++++ RECORDS SUPPLIED ++++
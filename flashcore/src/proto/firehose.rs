// SPDX-FileCopyrightText: 2025 The flashcore Authors
// SPDX-License-Identifier: GPL-3.0-or-later

//! Firehose protocol (Qualcomm stage 2): XML request/response over bulk.
//!
//! Interleaved `<log>` elements are buffered for observability; they never
//! satisfy a response wait. A NAK on a rawmode read still consumes the
//! promised byte stream before the error surfaces, otherwise the device
//! and host disagree about framing forever after.

use std::time::{Duration, Instant};

use serde::Deserialize;

use crate::error::{Error, ProtocolError, Result, TransportError};
use crate::event::CancelToken;
use crate::framer::firehose::{build_command, scan_elements, XmlElement};
use crate::proto::{ERASE_TIMEOUT, FRAME_TIMEOUT, HANDSHAKE_DEADLINE};
use crate::transport::Transport;

/// Storage medium named in `<configure>`.
#[derive(Debug, Clone, Copy, PartialEq, Eq)]
pub enum MemoryName {
    Emmc,
    Ufs,
    Nand,
    Nor,
}

impl MemoryName {
    pub fn as_str(&self) -> &'static str {
        match self {
            MemoryName::Emmc => "eMMC",
            MemoryName::Ufs => "UFS",
            MemoryName::Nand => "NAND",
            MemoryName::Nor => "NOR",
        }
    }
}

/// `<power>` action.
#[derive(Debug, Clone, Copy, PartialEq, Eq)]
pub enum PowerAction {
    Reset,
    Off,
    /// Reset back into emergency download mode.
    Edl,
}

impl PowerAction {
    fn as_str(&self) -> &'static str {
        match self {
            PowerAction::Reset => "reset",
            PowerAction::Off => "off",
            PowerAction::Edl => "edl",
        }
    }
}

/// Subset of the `storage_info` JSON the programmer logs after
/// `<getstorageinfo>`.
#[derive(Debug, Clone, Default, Deserialize, PartialEq, Eq)]
pub struct StorageInfo {
    #[serde(default)]
    pub total_blocks: u64,
    #[serde(default)]
    pub block_size: u32,
    #[serde(default)]
    pub mem_type: String,
    #[serde(default)]
    pub prod_name: String,
}

/// Firehose client. Created right after Sahara hands over.
pub struct Firehose<'a> {
    transport: &'a mut dyn Transport,
    buffer: String,
    logs: Vec<String>,
    max_payload: usize,
    sector_size: u32,
}

/// Fallback payload size until `<configure>` negotiates one.
const DEFAULT_MAX_PAYLOAD: usize = 0x100000;

impl<'a> Firehose<'a> {
    pub fn new(transport: &'a mut dyn Transport) -> Self {
        Firehose {
            transport,
            buffer: String::new(),
            logs: Vec::new(),
            max_payload: DEFAULT_MAX_PAYLOAD,
            sector_size: 512,
        }
    }

    pub fn sector_size(&self) -> u32 {
        self.sector_size
    }

    pub fn set_sector_size(&mut self, sector_size: u32) {
        self.sector_size = sector_size;
    }

    pub fn max_payload(&self) -> usize {
        self.max_payload
    }

    /// Restore a previously negotiated payload size (the session
    /// reconstructs clients per operation).
    pub fn set_max_payload(&mut self, max_payload: usize) {
        self.max_payload = max_payload;
    }

    /// Drain the buffered `<log>` lines collected so far.
    pub fn take_logs(&mut self) -> Vec<String> {
        std::mem::take(&mut self.logs)
    }

    fn send(&mut self, name: &str, attrs: &[(&str, String)]) -> Result<()> {
        let doc = build_command(name, attrs);
        log::trace!("firehose tx: {}", String::from_utf8_lossy(&doc).trim_end_matches('\0'));
        self.transport.write_all(&doc)?;
        self.transport.flush()?;
        Ok(())
    }

    /// Wait for the next `<response>`, buffering logs, within `deadline`.
    fn read_response(&mut self, deadline: Duration, stage: &'static str) -> Result<XmlElement> {
        let until = Instant::now() + deadline;
        loop {
            // Scan everything up to the last complete tag.
            if let Some(cut) = self.buffer.rfind('>') {
                let head: String = self.buffer.drain(..=cut).collect();
                if let Ok(elements) = scan_elements(&head) {
                    let mut response = None;
                    for el in elements {
                        match el.name.as_str() {
                            "log" => {
                                let line = el.attr("value").unwrap_or_default().to_string();
                                log::debug!("firehose: {line}");
                                self.logs.push(line);
                            }
                            "response" => {
                                response = Some(el);
                                break;
                            }
                            other => {
                                log::debug!("firehose: ignoring <{other}>");
                            }
                        }
                    }
                    if let Some(el) = response {
                        return Ok(el);
                    }
                } else {
                    // Incomplete tag split across reads; put it back.
                    self.buffer.insert_str(0, &head);
                }
            }
            let remaining = until
                .checked_duration_since(Instant::now())
                .ok_or(Error::Deadline { stage })?;
            let mut raw = [0u8; 4096];
            match self
                .transport
                .read_some(&mut raw, remaining.min(FRAME_TIMEOUT))
            {
                Ok(n) => self
                    .buffer
                    .push_str(&String::from_utf8_lossy(&raw[..n]).replace('\0', "")),
                Err(TransportError::Timeout) => continue,
                Err(e) => return Err(e.into()),
            }
        }
    }

    /// Expect an ACK; returns the element so callers can inspect attrs.
    fn expect_ack(&mut self, deadline: Duration, stage: &'static str) -> Result<XmlElement> {
        let el = self.read_response(deadline, stage)?;
        match el.attr("value") {
            Some("ACK") => Ok(el),
            _ => Err(self.nak_error()),
        }
    }

    fn nak_error(&self) -> Error {
        let msg = self
            .logs
            .last()
            .cloned()
            .unwrap_or_else(|| "no detail logged".into());
        ProtocolError::Nak { code: 0, msg }.into()
    }

    /// Negotiate transfer parameters. On a NAK that advertises the
    /// device's own maximum, retry once with that value.
    pub fn configure(&mut self, memory: MemoryName, requested_payload: usize) -> Result<usize> {
        let accepted = self.try_configure(memory, requested_payload)?;
        self.max_payload = accepted;
        Ok(accepted)
    }

    fn try_configure(&mut self, memory: MemoryName, payload: usize) -> Result<usize> {
        self.send(
            "configure",
            &[
                ("MemoryName", memory.as_str().to_string()),
                ("Verbose", "0".to_string()),
                ("AlwaysValidate", "0".to_string()),
                ("MaxPayloadSizeToTargetInBytes", payload.to_string()),
                ("ZlpAwareHost", "1".to_string()),
                ("SkipStorageInit", "0".to_string()),
                ("SkipWrite", "0".to_string()),
            ],
        )?;
        let el = self.read_response(HANDSHAKE_DEADLINE, "configure")?;
        if el.attr("value") == Some("ACK") {
            let accepted = el
                .attr("MaxPayloadSizeToTargetInBytes")
                .and_then(|v| v.parse().ok())
                .unwrap_or(payload);
            return Ok(accepted);
        }
        // The device NAKs and tells us what it can actually take.
        if let Some(theirs) = el
            .attr("MaxPayloadSizeToTargetInBytes")
            .and_then(|v| v.parse::<usize>().ok())
        {
            if theirs != payload {
                log::info!("configure: retrying with device max {theirs}");
                return self.try_configure(memory, theirs);
            }
        }
        Err(self.nak_error())
    }

    /// Open a rawmode write covering `num_sectors` at `start_sector`.
    pub fn start_program(&mut self, lun: u8, start_sector: u64, num_sectors: u64) -> Result<()> {
        self.send(
            "program",
            &[
                ("SECTOR_SIZE_IN_BYTES", self.sector_size.to_string()),
                ("num_partition_sectors", num_sectors.to_string()),
                ("physical_partition_number", lun.to_string()),
                ("start_sector", start_sector.to_string()),
            ],
        )?;
        let el = self.expect_ack(FRAME_TIMEOUT, "program")?;
        if el.attr("rawmode") != Some("true") {
            return Err(ProtocolError::UnexpectedState("program without rawmode").into());
        }
        Ok(())
    }

    /// Stream raw sectors inside an open program window.
    pub fn send_raw(&mut self, data: &[u8]) -> Result<()> {
        self.transport.write_all(data)?;
        Ok(())
    }

    /// Close the program window and collect the final ACK.
    pub fn finish_program(&mut self) -> Result<()> {
        self.transport.flush()?;
        self.expect_ack(ERASE_TIMEOUT, "program finish")?;
        Ok(())
    }

    /// One-shot write of a full buffer (pads the tail sector with zeros).
    pub fn program_all(
        &mut self,
        lun: u8,
        start_sector: u64,
        data: &[u8],
        cancel: &CancelToken,
        progress: &mut dyn FnMut(u64),
    ) -> Result<()> {
        let sector = self.sector_size as usize;
        let num_sectors = data.len().div_ceil(sector) as u64;
        self.start_program(lun, start_sector, num_sectors)?;
        let padded_len = num_sectors as usize * sector;
        let mut sent = 0usize;
        while sent < padded_len {
            cancel.check(sent as u64)?;
            let end = (sent + self.max_payload).min(padded_len);
            if end <= data.len() {
                self.send_raw(&data[sent..end])?;
            } else {
                let mut tail = data[sent.min(data.len())..].to_vec();
                tail.resize(end - sent, 0);
                self.send_raw(&tail)?;
            }
            sent = end;
            progress(sent.min(data.len()) as u64);
        }
        self.finish_program()
    }

    /// Open a rawmode read; the device will stream exactly
    /// `num_sectors * sector_size` bytes.
    pub fn start_read(&mut self, lun: u8, start_sector: u64, num_sectors: u64) -> Result<u64> {
        self.send(
            "read",
            &[
                ("SECTOR_SIZE_IN_BYTES", self.sector_size.to_string()),
                ("num_partition_sectors", num_sectors.to_string()),
                ("physical_partition_number", lun.to_string()),
                ("start_sector", start_sector.to_string()),
            ],
        )?;
        let el = self.read_response(FRAME_TIMEOUT, "read")?;
        let promised = num_sectors * self.sector_size as u64;
        if el.attr("value") != Some("ACK") {
            if el.attr("rawmode") == Some("true") {
                // Contract: drain the promised stream, then fail.
                self.drain_raw(promised)?;
            }
            return Err(self.nak_error());
        }
        Ok(promised)
    }

    /// Read part of an open raw stream.
    pub fn read_raw(&mut self, len: usize) -> Result<Vec<u8>> {
        Ok(self.transport.read_exact_timeout(len, ERASE_TIMEOUT)?)
    }

    /// Collect the closing response of a read.
    pub fn finish_read(&mut self) -> Result<()> {
        self.expect_ack(FRAME_TIMEOUT, "read finish")?;
        Ok(())
    }

    fn drain_raw(&mut self, mut remaining: u64) -> Result<()> {
        let mut sink = [0u8; 4096];
        while remaining > 0 {
            let want = sink.len().min(remaining as usize);
            let got = self.transport.read_some(&mut sink[..want], FRAME_TIMEOUT)?;
            remaining -= got as u64;
        }
        Ok(())
    }

    pub fn erase(&mut self, lun: u8, start_sector: u64, num_sectors: u64) -> Result<()> {
        self.send(
            "erase",
            &[
                ("SECTOR_SIZE_IN_BYTES", self.sector_size.to_string()),
                ("num_partition_sectors", num_sectors.to_string()),
                ("physical_partition_number", lun.to_string()),
                ("start_sector", start_sector.to_string()),
            ],
        )?;
        self.expect_ack(ERASE_TIMEOUT, "erase")?;
        Ok(())
    }

    pub fn get_storage_info(&mut self, lun: u8) -> Result<Option<StorageInfo>> {
        self.send(
            "getstorageinfo",
            &[("physical_partition_number", lun.to_string())],
        )?;
        self.expect_ack(FRAME_TIMEOUT, "getstorageinfo")?;
        // Programmers report the details as a JSON payload in a log line.
        for line in self.logs.iter().rev() {
            if let Some(start) = line.find("{\"storage_info\"") {
                #[derive(Deserialize)]
                struct Wrapper {
                    storage_info: StorageInfo,
                }
                if let Ok(w) = serde_json::from_str::<Wrapper>(&line[start..]) {
                    return Ok(Some(w.storage_info));
                }
            }
        }
        Ok(None)
    }

    pub fn power(&mut self, action: PowerAction) -> Result<()> {
        self.send(
            "power",
            &[
                ("value", action.as_str().to_string()),
                ("DelayInSeconds", "1".to_string()),
            ],
        )?;
        self.expect_ack(FRAME_TIMEOUT, "power")?;
        Ok(())
    }

    pub fn nop(&mut self) -> Result<bool> {
        self.send("nop", &[])?;
        let el = self.read_response(FRAME_TIMEOUT, "nop")?;
        Ok(el.attr("value") == Some("ACK"))
    }

    /// Send a raw auth XML element (used by the auth strategies).
    pub fn send_element(&mut self, name: &str, attrs: &[(&str, String)]) -> Result<()> {
        self.send(name, attrs)
    }

    /// Await an ACK/NAK for an auth element without mapping NAK to error.
    pub fn await_result(&mut self) -> Result<bool> {
        let el = self.read_response(FRAME_TIMEOUT, "auth")?;
        Ok(el.attr("value") == Some("ACK"))
    }

    /// Write a raw binary blob (auth data stages).
    pub fn send_blob(&mut self, blob: &[u8]) -> Result<()> {
        self.transport.write_all(blob)?;
        self.transport.flush()?;
        Ok(())
    }

    /// Read a raw binary blob the device pushes outside XML framing
    /// (auth challenges).
    pub fn read_blob(&mut self, len: usize) -> Result<Vec<u8>> {
        Ok(self.transport.read_exact_timeout(len, FRAME_TIMEOUT)?)
    }

    /// Await a response and hand back an attribute map (auth challenges).
    pub fn await_response(&mut self) -> Result<XmlElement> {
        self.read_response(FRAME_TIMEOUT, "auth")
    }
}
++++
§ **ACTION ITEM**
Return only the count of lines in the records that hold the word "into".

§ **OUTPUT OF THE EXERCISE**
5